Je n’imaginais pas qu’un fleuve pouvait être aussi beau ! Son côté sauvage avec ses îlots de sable, ses grands arbres qui semblent relier l’eau et le ciel,
j’ai été littéralement envoutée, charmée, conquise !
Et ce sentiment n’a fait que s’épanouir au fil des années… Je vis non loin de ses rives à Orléans et sa vue ne cesse de m’enchanter, en toutes saisons, La Loire, surprenante, imprévisible, dangereuse aussi, confidente des joies et des peines des promeneurs, la Loire, cette Reine, que les Rois ont tant aimée et parée de châteaux, cette « Muse » des poètes, inspiratrice des écrivains, et des artistes de tout temps, qui ont loué ses beautés, sa douceur et sa force aussi…

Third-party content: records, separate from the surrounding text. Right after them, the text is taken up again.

//! Acquisition of forecast files.
//!
//! This module turns a [`ReleaseWindow`](crate::schedule::ReleaseWindow) into
//! the set of forecast files to fetch and downloads them concurrently to the
//! local scratch root:
//!
//! - Request construction from the configured URL template and offset range
//! - Availability check against the release's publication time
//! - Streaming downloads with per-file failure isolation
//!
//! # Example
//!
//! ```ignore
//! use windmap_core::acquisition::{Acquirer, HttpDownloader, SourceConfig};
//!
//! let config = SourceConfig::default();
//! let downloader = HttpDownloader::new(&config)?;
//! let acquirer = Acquirer::new(config, scratch_root, downloader);
//!
//! let report = acquirer.fetch_release_artifacts(window, Utc::now()).await?;
//! println!("{} downloaded, {} failed", report.downloaded.len(), report.failures.len());
//! ```

mod config;
mod error;
mod http;
mod stage;
mod traits;
mod types;

pub use config::SourceConfig;
pub use error::{AcquisitionError, DownloadError};
pub use http::HttpDownloader;
pub use stage::Acquirer;
pub use traits::Downloader;
pub use types::{AcquisitionReport, ArtifactRequest, DownloadFailure, DownloadedArtifact};
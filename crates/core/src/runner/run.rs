//! Run driver.

use std::time::Instant;
use tracing::{info, warn};

use crate::acquisition::{Acquirer, Downloader, HttpDownloader, SourceConfig};
use crate::config::{validate_config, Config};
use crate::pipeline::{ArtifactPipeline, PipelineConfig};
use crate::publisher::{ObjectPublisher, Publisher};
use crate::schedule::resolve_release;
use crate::tools::{GdalToolkit, GeoToolkit};

use super::types::{FailedDownload, RunError, RunReport, RunRequest};

/// Runner over the real downloader, toolkit and object store.
pub type ProductionRunner = Runner<HttpDownloader, GdalToolkit, ObjectPublisher>;

/// Fetches one release and pushes every downloaded file through the pipeline.
pub struct Runner<D: Downloader, T: GeoToolkit, P: Publisher> {
    acquirer: Acquirer<D>,
    pipeline: ArtifactPipeline<T, P>,
}

impl<D: Downloader, T: GeoToolkit, P: Publisher> Runner<D, T, P> {
    /// Creates a runner from the `source` and `pipeline` sections of `config`.
    pub fn new(config: &Config, downloader: D, toolkit: T, publisher: P) -> Self {
        Self::with_parts(
            config.source.clone(),
            config.pipeline.clone(),
            downloader,
            toolkit,
            publisher,
        )
    }

    pub fn with_parts(
        source: SourceConfig,
        pipeline: PipelineConfig,
        downloader: D,
        toolkit: T,
        publisher: P,
    ) -> Self {
        let acquirer = Acquirer::new(source, pipeline.download_dir(), downloader);
        Self {
            acquirer,
            pipeline: ArtifactPipeline::new(pipeline, toolkit, publisher),
        }
    }

    /// Runs the requested release end to end.
    ///
    /// Fails only when the release cannot be resolved, is not published yet
    /// or the scratch root is unusable. Per-file failures are in the report.
    pub async fn run(&self, request: RunRequest) -> Result<RunReport, RunError> {
        let start = Instant::now();
        let window = resolve_release(request.now, request.release.as_deref(), request.date)?;
        if request.release.is_none() {
            info!(release = %window, "No release requested, using latest published");
        }

        let acquisition = self
            .acquirer
            .fetch_release_artifacts(window, request.now)
            .await?;

        let requested = acquisition.requested();
        let downloaded = acquisition.downloaded.len();
        let download_failures: Vec<FailedDownload> =
            acquisition.failures.iter().map(FailedDownload::from).collect();

        if downloaded == 0 {
            warn!(release = %window, requested, "No forecast files downloaded");
        }

        let outcomes = self.pipeline.process_all(acquisition.downloaded).await;

        let report = RunReport {
            release: window,
            requested,
            downloaded,
            download_failures,
            outcomes,
            duration_ms: start.elapsed().as_millis() as u64,
        };

        info!(
            release = %window,
            requested,
            downloaded,
            complete = report.complete_count(),
            published = report.published_keys().len(),
            duration_ms = report.duration_ms,
            "Run finished"
        );

        Ok(report)
    }
}

impl ProductionRunner {
    /// Validates `config` and builds the HTTP, GDAL and object-store backends.
    pub fn from_config(config: &Config) -> Result<Self, RunError> {
        validate_config(config)?;

        let downloader = HttpDownloader::new(&config.source)?;
        let toolkit = GdalToolkit::new(config.tools.clone());
        let publisher = ObjectPublisher::from_config(&config.storage)?;

        info!(
            bucket = %config.storage.bucket,
            tiles = config.pipeline.generate_tiles,
            replicate_hours = config.pipeline.replicate_hours,
            "Runner configured"
        );

        Ok(Self::new(config, downloader, toolkit, publisher))
    }
}

#[cfg(test)]
mod tests {
    use super::*;
    use crate::schedule::OffsetRange;
    use crate::testing::{MockDownloader, MockPublisher, MockToolkit};
    use chrono::{NaiveDate, TimeZone, Utc};
    use tempfile::TempDir;

    fn config(scratch: &TempDir) -> Config {
        let mut config = Config::default();
        config.storage.bucket = "wind-tiles".to_string();
        config.source = SourceConfig::default()
            .with_url_template("http://mirror/{YEAR}{MONTH}{DAY}/{RELEASE}/{FORECAST}.grib2")
            .with_offsets(OffsetRange::new(9, 15, 3));
        config.pipeline = PipelineConfig::default().with_scratch_dir(scratch.path());
        config
    }

    fn runner(
        config: &Config,
        downloader: MockDownloader,
    ) -> Runner<MockDownloader, MockToolkit, MockPublisher> {
        Runner::new(config, downloader, MockToolkit::new(), MockPublisher::new())
    }

    #[tokio::test]
    async fn test_run_requested_release() {
        let scratch = TempDir::new().unwrap();
        let config = config(&scratch);
        let runner = runner(&config, MockDownloader::new());

        let now = Utc.with_ymd_and_hms(2024, 3, 2, 0, 0, 0).unwrap();
        let date = NaiveDate::from_ymd_opt(2024, 3, 1).unwrap();
        let report = runner
            .run(RunRequest::at(now).with_release("12").with_date(date))
            .await
            .unwrap();

        assert_eq!(report.requested, 3);
        assert_eq!(report.downloaded, 3);
        assert!(report.is_complete());

        let mut keys = report.published_keys();
        keys.sort();
        assert_eq!(
            keys,
            vec![
                "2024/03/01/21/wind_data.png",
                "2024/03/02/00/wind_data.png",
                "2024/03/02/03/wind_data.png",
            ]
        );
    }

    #[tokio::test]
    async fn test_download_failure_is_reported() {
        let scratch = TempDir::new().unwrap();
        let config = config(&scratch);
        let downloader = MockDownloader::new();
        downloader
            .fail_url("http://mirror/20240301/00/12.grib2")
            .await;
        let runner = runner(&config, downloader);

        let now = Utc.with_ymd_and_hms(2024, 3, 1, 12, 0, 0).unwrap();
        let report = runner.run(RunRequest::at(now)).await.unwrap();

        assert_eq!(report.requested, 3);
        assert_eq!(report.downloaded, 2);
        assert_eq!(report.download_failures.len(), 1);
        assert_eq!(report.download_failures[0].artifact_id, "ecmwf_2024_03_01_00_12");
        assert!(!report.is_complete());
        assert_eq!(report.outcomes.len(), 2);
    }

    #[tokio::test]
    async fn test_unpublished_release_downloads_nothing() {
        let scratch = TempDir::new().unwrap();
        let config = config(&scratch);
        let downloader = MockDownloader::new();
        let runner = runner(&config, downloader.clone());

        let now = Utc.with_ymd_and_hms(2024, 3, 1, 10, 0, 0).unwrap();
        let result = runner.run(RunRequest::at(now).with_release("12")).await;

        let error = result.unwrap_err();
        assert!(matches!(error, RunError::NotYetAvailable { .. }));
        assert_eq!(error.exit_code(), 3);
        assert_eq!(downloader.download_count().await, 0);
    }

    #[tokio::test]
    async fn test_invalid_release_hour() {
        let scratch = TempDir::new().unwrap();
        let config = config(&scratch);
        let runner = runner(&config, MockDownloader::new());

        let now = Utc.with_ymd_and_hms(2024, 3, 1, 20, 0, 0).unwrap();
        let error = runner
            .run(RunRequest::at(now).with_release("06"))
            .await
            .unwrap_err();
        assert!(matches!(error, RunError::Schedule(_)));
        assert_eq!(error.exit_code(), 2);
    }

    #[test]
    fn test_production_runner_rejects_invalid_config() {
        let result = ProductionRunner::from_config(&Config::default());
        assert!(matches!(result, Err(RunError::Config(_))));
    }
}
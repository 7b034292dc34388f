use serde::{Deserialize, Serialize};
use std::path::PathBuf;

use crate::acquisition::SourceConfig;
use crate::pipeline::PipelineConfig;
use crate::publisher::StorageConfig;
use crate::schedule::OffsetRange;
use crate::tools::ToolsConfig;

/// Top-level configuration.
#[derive(Debug, Clone, Default, Serialize, Deserialize)]
pub struct Config {
    #[serde(default)]
    pub storage: StorageConfig,
    #[serde(default)]
    pub source: SourceConfig,
    #[serde(default)]
    pub pipeline: PipelineConfig,
    #[serde(default)]
    pub tools: ToolsConfig,
    #[serde(default)]
    pub metrics: MetricsConfig,
}

#[derive(Debug, Clone, Default, Serialize, Deserialize)]
pub struct MetricsConfig {
    /// Write the Prometheus text exposition here after each run
    /// (node-exporter textfile collector).
    #[serde(default)]
    pub textfile: Option<PathBuf>,
}

/// Sanitized config for logging (credentials redacted)
#[derive(Debug, Clone, Serialize)]
pub struct SanitizedConfig {
    pub storage: SanitizedStorageConfig,
    pub source: SanitizedSourceConfig,
    pub pipeline: PipelineConfig,
    pub tools: ToolsConfig,
    pub metrics: MetricsConfig,
}

/// Storage config with credentials hidden
#[derive(Debug, Clone, Serialize)]
pub struct SanitizedStorageConfig {
    pub bucket: String,
    pub region: String,
    #[serde(skip_serializing_if = "Option::is_none")]
    pub endpoint: Option<String>,
    pub credentials_configured: bool,
    pub upload_concurrency: usize,
}

#[derive(Debug, Clone, Serialize)]
pub struct SanitizedSourceConfig {
    pub url_template: String,
    pub offsets: OffsetRange,
    pub request_timeout_secs: u64,
}

impl From<&Config> for SanitizedConfig {
    fn from(config: &Config) -> Self {
        Self {
            storage: SanitizedStorageConfig {
                bucket: config.storage.bucket.clone(),
                region: config.storage.region.clone(),
                endpoint: config.storage.endpoint.clone(),
                credentials_configured: config.storage.access_key_id.is_some()
                    && config.storage.secret_access_key.is_some(),
                upload_concurrency: config.storage.upload_concurrency,
            },
            source: SanitizedSourceConfig {
                url_template: config.source.url_template.clone(),
                offsets: config.source.offsets,
                request_timeout_secs: config.source.request_timeout_secs,
            },
            pipeline: config.pipeline.clone(),
            tools: config.tools.clone(),
            metrics: config.metrics.clone(),
        }
    }
}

Car la Loire a un double visage, et comme de nombreux habitants qui vivent sur ses rives, j’ai été et je suis toujours terriblement touchée et émue par tous ces gens, jeunes et moins jeunes, qui lui ont donné leur dernier souffle; j’ai même assisté un jour, alors que je me promenais sur le dhuys à hauteur du Pont royal, à la remontée du corps d’un homme sans vie par les pompiers… Quelle émotion !
La même quand j’entends parler de ces étudiants d’ Orléans que l’on retrouve quelques mois plus tard à hauteur de Tours dans le lit du fleuve…
La même quand je regarde le tableau de Joseph Aubert « La noyade de Nantes » racontant les tragiques épisodes de noyades organisées sous la Terreur en 1793 et 1794. Des prêtres d’abord, puis des prisonniers et enfin des civils…
La même encore quand je découvre les archives sur Juigné-sur-Loire, où l’on n’a pas oublié les 19 enfants noyés il y a un peu plus de 40 ans à cause des « culs de grève », ces affaissements de sable provoqués par les courants.
La même enfin, quand j’extrais d’une légende sur la Loire ces mots troublants :
» La Loire a besoin d’un homme par jour pour se nourrir »…
En effet, si l’on remonte à sa source, dans le temps comme dans l’espace, c’est par milliers que l’on compte les disparus et morts de La Loire, qui s’y sont noyés par accident, suite aux crues, y ont été jetés lors des guerres notamment, ou se sont volontairement laissés emporter…
Alors c’est tout naturellement que j’en suis venue à vouloir créer une œuvre sur ce joyau de notre patrimoine,
et j’ai pris le temps de laisser murir le projet…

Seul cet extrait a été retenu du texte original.